À l’heure où les tensions politiques marquent le paysage américain, le vice-président et le numéro deux du ministère de la Justice ont soulevé une nouvelle controverse : le droit à l’indemnisation pour ceux qui ont été condamnés en raison de leur soutien à Donald Trump. Ce débat s'intensifie alors qu’un « Fonds anti-instrumentalisation » est en discussion.
Pour certains, la situation semble surréaliste : après avoir bénéficié de grâces présidentielles, les émeutiers du Capitole pourraient maintenant être indemnisés. Lors d'une déclaration récente, JD Vance, vice-président, a suggéré que toute personne estimant avoir été victime d'instrumentalisation pourrait soumettre une demande. Dans cette logique, même la candidature de Hunter Biden, fils de Joe Biden, a été évoquée par Vance.
Il y a quelques jours, Donald Trump a lancé une action en justice contre l’administration fiscale, qu'il accuse de l'avoir poursuivi pour des raisons politiques. Il réclame pas moins de 10 milliards de dollars. En réponse, le ministère de la Justice a conclu un accord le protégeant de toute poursuite fiscale future, accompagné de la création d’un fonds de 1,77 milliard de dollars destiné à indemniser ceux qui auraient été injustement visés sous l’administration Biden.
Cette initiative ne fait pas l'unanimité, même au sein des rangs républicains. John Thune, le chef de la majorité sénatoriale, a exprimé ses réserves, soulignant qu’il ne voit pas l’utilité d’un tel fonds, laissant entendre que la justice américaine est déjà capable de compenser les poursuites injustes.
Lors d'une interpellation à ce sujet, un sénateur a interrogé le vice-président sur la possibilité d'indemniser ceux qui ont agressé des policiers durant l'assaut. JD Vance a confirmé que « n’importe qui » peut faire la demande, mais a précisé que l'objectif n'était pas de rétribuer les crimes violents.
Todd Blanche, procureur général par intérim, a également clarifié que le fonds pourrait potentiellement inclure des membres de groupes comme les Oath Keepers ou les Proud Boys, souvent associés à la violence du 6 janvier.
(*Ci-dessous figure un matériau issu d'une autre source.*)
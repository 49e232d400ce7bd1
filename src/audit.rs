//! Append-only audit log.
//!
//! Every state transition in the core emits exactly one audit entry.
//! Emission is fire-and-forget from the caller's perspective: a failed
//! append never fails the triggering operation. Failed entries land on
//! a bounded in-process retry queue that is drained opportunistically
//! on subsequent emits; overflow drops the oldest entry, increments
//! the `audit_entries_dropped` counter, and logs a warning.
//!
//! Ordering: entry timestamps give a total order within a single
//! writer; across writers ties break lexicographically on the
//! nanosecond `id`. No cross-record causality is guaranteed.

use crate::config::AuditConfig;
use crate::constants::audit_categories;
use crate::providers::{Clock, GraphStore};
use crate::state::{AuditEntry, Severity};
use chrono::{DateTime, Duration, Utc};
use std::collections::VecDeque;
use std::sync::Mutex;
use std::sync::atomic::{AtomicU64, Ordering};

/// Days per retention year; leap days are irrelevant at this horizon.
const DAYS_PER_YEAR: i64 = 365;

/// Append-only audit log over the graph store.
pub struct AuditLog<S, C>
where
    S: GraphStore + Clone,
    C: Clock + Clone,
{
    store: S,
    clock: C,
    config: AuditConfig,
    /// Entries whose append failed, awaiting retry.
    retry_queue: Mutex<VecDeque<AuditEntry>>,
    /// Entries dropped because the retry queue overflowed.
    dropped: AtomicU64,
}

impl<S, C> AuditLog<S, C>
where
    S: GraphStore + Clone,
    C: Clock + Clone,
{
    /// Create a new audit log.
    #[must_use]
    pub fn new(store: S, clock: C, config: AuditConfig) -> Self {
        Self {
            store,
            clock,
            config,
            retry_queue: Mutex::new(VecDeque::new()),
            dropped: AtomicU64::new(0),
        }
    }

    /// Retention horizon for a category.
    #[must_use]
    pub fn retention_for(&self, category: &str) -> Duration {
        let years = match category {
            audit_categories::AUTHENTICATION => self.config.authentication_retention_years,
            audit_categories::PII_ACCESS => self.config.pii_retention_years,
            _ => self.config.general_retention_years,
        };
        Duration::days(years * DAYS_PER_YEAR)
    }

    /// Number of entries dropped so far.
    #[must_use]
    pub fn dropped_entries(&self) -> u64 {
        self.dropped.load(Ordering::Relaxed)
    }

    /// Append an `INFO` entry.
    pub async fn emit(
        &self,
        category: &str,
        action: &str,
        object_type: &str,
        object_id: &str,
        performed_by: &str,
        details: serde_json::Value,
    ) {
        self.emit_with_severity(
            category,
            action,
            object_type,
            object_id,
            performed_by,
            details,
            Severity::Info,
        )
        .await;
    }

    /// Append an entry with an explicit severity.
    #[allow(clippy::too_many_arguments)]
    pub async fn emit_with_severity(
        &self,
        category: &str,
        action: &str,
        object_type: &str,
        object_id: &str,
        performed_by: &str,
        details: serde_json::Value,
        severity: Severity,
    ) {
        let timestamp = self.clock.now();
        let entry = AuditEntry {
            uid: String::new(),
            id: audit_id(timestamp),
            category: category.to_string(),
            action: action.to_string(),
            object_type: object_type.to_string(),
            object_id: object_id.to_string(),
            performed_by: performed_by.to_string(),
            timestamp,
            details: details.to_string(),
            severity,
            source: "cerberus-auth".to_string(),
            retention_date: timestamp + self.retention_for(category),
        };

        self.flush_retries().await;

        if let Err(e) = self.store.append_audit(entry.clone()).await {
            tracing::warn!(
                action = %entry.action,
                object_id = %entry.object_id,
                error = %e,
                "audit append failed, queuing for retry"
            );
            self.enqueue(entry);
        }
    }

    /// Retry queued entries, oldest first, stopping at the first
    /// failure so an unavailable store is probed once per emit.
    async fn flush_retries(&self) {
        loop {
            let Some(entry) = self.pop_front() else {
                return;
            };

            if let Err(e) = self.store.append_audit(entry.clone()).await {
                tracing::debug!(error = %e, "audit retry still failing");
                self.requeue_front(entry);
                return;
            }

            tracing::debug!(id = %entry.id, "audit retry succeeded");
        }
    }

    fn enqueue(&self, entry: AuditEntry) {
        let Ok(mut queue) = self.retry_queue.lock() else {
            self.dropped.fetch_add(1, Ordering::Relaxed);
            return;
        };

        if queue.len() >= self.config.retry_queue_capacity {
            queue.pop_front();
            self.dropped.fetch_add(1, Ordering::Relaxed);
            metrics::counter!("audit_entries_dropped").increment(1);
            tracing::warn!(
                capacity = self.config.retry_queue_capacity,
                "audit retry queue overflow, dropping oldest entry"
            );
        }
        queue.push_back(entry);
    }

    fn pop_front(&self) -> Option<AuditEntry> {
        self.retry_queue.lock().ok()?.pop_front()
    }

    fn requeue_front(&self, entry: AuditEntry) {
        if let Ok(mut queue) = self.retry_queue.lock() {
            queue.push_front(entry);
        }
    }
}

/// Nanosecond-timestamp token used as the audit entry id.
fn audit_id(timestamp: DateTime<Utc>) -> String {
    let nanos = timestamp
        .timestamp_nanos_opt()
        .unwrap_or_else(|| timestamp.timestamp_micros().saturating_mul(1_000));
    format!("audit_{nanos}")
}

#[cfg(test)]
mod tests {
    use super::*;
    use crate::mocks::{MemoryGraphStore, MockClock};
    use serde_json::json;

    fn test_log(
        config: AuditConfig,
    ) -> (AuditLog<MemoryGraphStore, MockClock>, MemoryGraphStore) {
        let store = MemoryGraphStore::new();
        let log = AuditLog::new(store.clone(), MockClock::new(), config);
        (log, store)
    }

    #[test]
    fn test_audit_id_shape() {
        let ts = Utc::now();
        let id = audit_id(ts);
        assert!(id.starts_with("audit_"));
        assert!(id.len() > "audit_".len());
    }

    #[tokio::test]
    async fn test_retention_per_category() {
        let (log, _) = test_log(AuditConfig::default());
        assert_eq!(
            log.retention_for(audit_categories::AUTHENTICATION),
            Duration::days(7 * 365)
        );
        assert_eq!(
            log.retention_for(audit_categories::PII_ACCESS),
            Duration::days(7 * 365)
        );
        assert_eq!(log.retention_for("anything-else"), Duration::days(2 * 365));
    }

    #[tokio::test]
    async fn test_failed_append_is_retried_on_next_emit() {
        let (log, store) = test_log(AuditConfig::default());

        store.fail_next_audit_appends(1);
        log.emit("authentication", "first", "T", "1", "system", json!({}))
            .await;
        // The caller was not failed, but nothing landed yet.
        assert!(store.audits().is_empty());

        log.emit("authentication", "second", "T", "2", "system", json!({}))
            .await;

        let actions: Vec<String> = store
            .audits()
            .iter()
            .map(|entry| entry.action.clone())
            .collect();
        // Queued entry drains first, so order is preserved.
        assert_eq!(actions, ["first", "second"]);
        assert_eq!(log.dropped_entries(), 0);
    }

    #[tokio::test]
    async fn test_retry_queue_overflow_drops_oldest() {
        let config = AuditConfig {
            retry_queue_capacity: 2,
            ..AuditConfig::default()
        };
        let (log, store) = test_log(config);

        // Exactly enough failures to cover three emits and the retry
        // probes between them.
        store.fail_next_audit_appends(5);
        for action in ["a", "b", "c"] {
            log.emit("authentication", action, "T", "1", "system", json!({}))
                .await;
        }

        assert_eq!(log.dropped_entries(), 1);

        // Store recovers; the surviving two drain in order.
        log.emit("authentication", "d", "T", "1", "system", json!({}))
            .await;
        let actions: Vec<String> = store
            .audits()
            .iter()
            .map(|entry| entry.action.clone())
            .collect();
        assert_eq!(actions, ["b", "c", "d"]);
    }
}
Sa comparaison avec une initiative du gouvernement Obama visant à indemniser les populations amérindiennes a suscité l’indignation de certains sénateurs, qui ont souligné l'absence de validation judiciaire pour ce nouveau fonds.
Concernant les modalités d'indemnisation, une commission de cinq personnes sera chargée d'examiner les demandes, bien que les noms des bénéficiaires et le montant des indemnités restent incertains, pour des raisons de protection de la vie privée. Todd Blanche s'est engagé à assurer une transparence totale tout en respectant les lois en vigueur.